Another factor favoring large corporate day cares is the existence of childcare facilities in the workplace. Large corporations will not handle this employee benefits directly themselves and will seek out large corporate providers to manage their corporate daycares. Smaller, for-profit day cares operate out of a single location.
In general, the geographic limitations and the diversity in type of daycare providers make child daycare a highly fragmented industry. The largest providers own only a very small share of the market. This leads to frustration for parents who are attempting to find quality child daycare, with 87% of them describing the traditional search for child daycare as “difficult and frustrating
Independent studies suggest that good day care for non-infants is not harmful. Some advocate that day care is inherently inferior to parental care. In some cases, good daycare can provide different experiences than parental care does, especially when children reach two and are ready to interact with other children. Bad day care puts the child at physical, emotional and attachment risk. Higher quality care was associated with better outcomes. Children in higher quality child care had somewhat better language and cognitive development during the first 4 years of life than those in lower quality care. They were also somewhat more cooperative than those who experienced lower quality care during the first 3 years of life.
The National Institute of Health released a study in March, 2007 after following a group of children through early childhood to the 6th grade. The study found that the children who received a higher quality of child care scored higher on 5th grade vocabulary tests than the children who had attended child care of a lower quality.
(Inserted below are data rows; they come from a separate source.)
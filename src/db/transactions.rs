use crate::types::Transaction;
use std::convert::TryInto;
use tokio_postgres::{Error, GenericClient};
use tracing::trace;
use uuid::Uuid;

#[tracing::instrument(skip(client, owner))]
pub async fn get_transactions_by_owner<T: GenericClient>(client: &T, owner: Uuid) -> Result<Vec<Transaction>, Error> {
    trace!(%owner, "Fetching transactions for owner");
    client
        .query(
            "SELECT * FROM transactions WHERE owner = $1 ORDER BY timestamp",
            &[&owner],
        )
        .await?
        .into_iter()
        .map(TryInto::try_into)
        .collect()
}

#[tracing::instrument(skip(client, id))]
pub async fn transaction_exists<T: GenericClient>(client: &T, id: Uuid) -> Result<bool, Error> {
    trace!(%id, "Checking for transaction");
    let row = client
        .query_one("SELECT EXISTS(SELECT 1 FROM transactions WHERE id = $1)", &[&id])
        .await?;
    row.try_get(0)
}

#[tracing::instrument(skip(client, transaction))]
pub async fn save_transaction<T: GenericClient>(client: &T, transaction: &Transaction) -> Result<(), Error> {
    trace!(id = %transaction.id, "Saving transaction");
    let charges = &transaction.charges;
    client
        .execute(
            "INSERT INTO transactions (id, owner, symbol, side, quantity, price, timestamp, brokerage, transaction_tax, clearing_fee, regulatory_fee, stamp_duty) VALUES ($1, $2, $3, $4, $5, $6, $7, $8, $9, $10, $11, $12)",
            &[
                &transaction.id,
                &transaction.owner,
                &transaction.symbol,
                &transaction.side,
                &transaction.quantity,
                &transaction.price,
                &transaction.timestamp,
                &charges.brokerage,
                &charges.transaction_tax,
                &charges.clearing_fee,
                &charges.regulatory_fee,
                &charges.stamp_duty,
            ],
        )
        .await?;
    Ok(())
}
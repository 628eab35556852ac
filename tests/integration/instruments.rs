use portfolio_ledger::instrument_import::{import_instruments, ImportSummary};
use portfolio_ledger::types::Venue;
use portfolio_ledger::LedgerStore;

use crate::helpers::setup;

const LISTING: &str = "\
SYMBOL,NAME OF COMPANY, SERIES, DATE OF LISTING, FACE VALUE
WIPRO,Wipro Limited,EQ,08-NOV-1995,2
 HDFCBANK , HDFC Bank Limited ,EQ,08-NOV-1995,1
TCS,Tata Consultancy Services Limited,EQ,25-AUG-2004,1
WIPRO,Wipro Limited,EQ,08-NOV-1995,2
";

#[tokio::test]
async fn listing_registers_new_instruments_once() {
    let app = setup().await;

    let summary = import_instruments(&app.accountant, LISTING.as_bytes(), Venue::Nse)
        .await
        .unwrap();
    assert_eq!(summary, ImportSummary { created: 2, skipped: 2 });

    let hdfc = app.store.instrument("HDFCBANK").await.unwrap().unwrap();
    assert_eq!(hdfc.name, "HDFC Bank Limited");
    assert_eq!(hdfc.quote_symbol(), "HDFCBANK.NS");
    // Existing instruments keep their name
    let tcs = app.store.instrument("TCS").await.unwrap().unwrap();
    assert_eq!(tcs.name, "Tata Consultancy Services");

    let again = import_instruments(&app.accountant, LISTING.as_bytes(), Venue::Nse)
        .await
        .unwrap();
    assert_eq!(again, ImportSummary { created: 0, skipped: 4 });
}

#[tokio::test]
async fn listing_without_required_columns_is_rejected() {
    let app = setup().await;
    let listing = "TICKER,NAME\nWIPRO,Wipro Limited\n";
    assert!(import_instruments(&app.accountant, listing.as_bytes(), Venue::Nse)
        .await
        .is_err());
    assert!(app.store.instrument("WIPRO").await.unwrap().is_none());
}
The study also reported that teachers found children from child care to be “disobedient”, fight more frequently, and more argumentative. The study reported the increases in both aggression and vocabulary were small. “The researchers emphasized that the childrens behavior was within the normal range and were not considered clinically disordered.”
As a matter of social policy, consistent, good daycare may ensure adequate early childhood education for children of less skilled parents. From a parental perspective, good daycare can complement good parenting.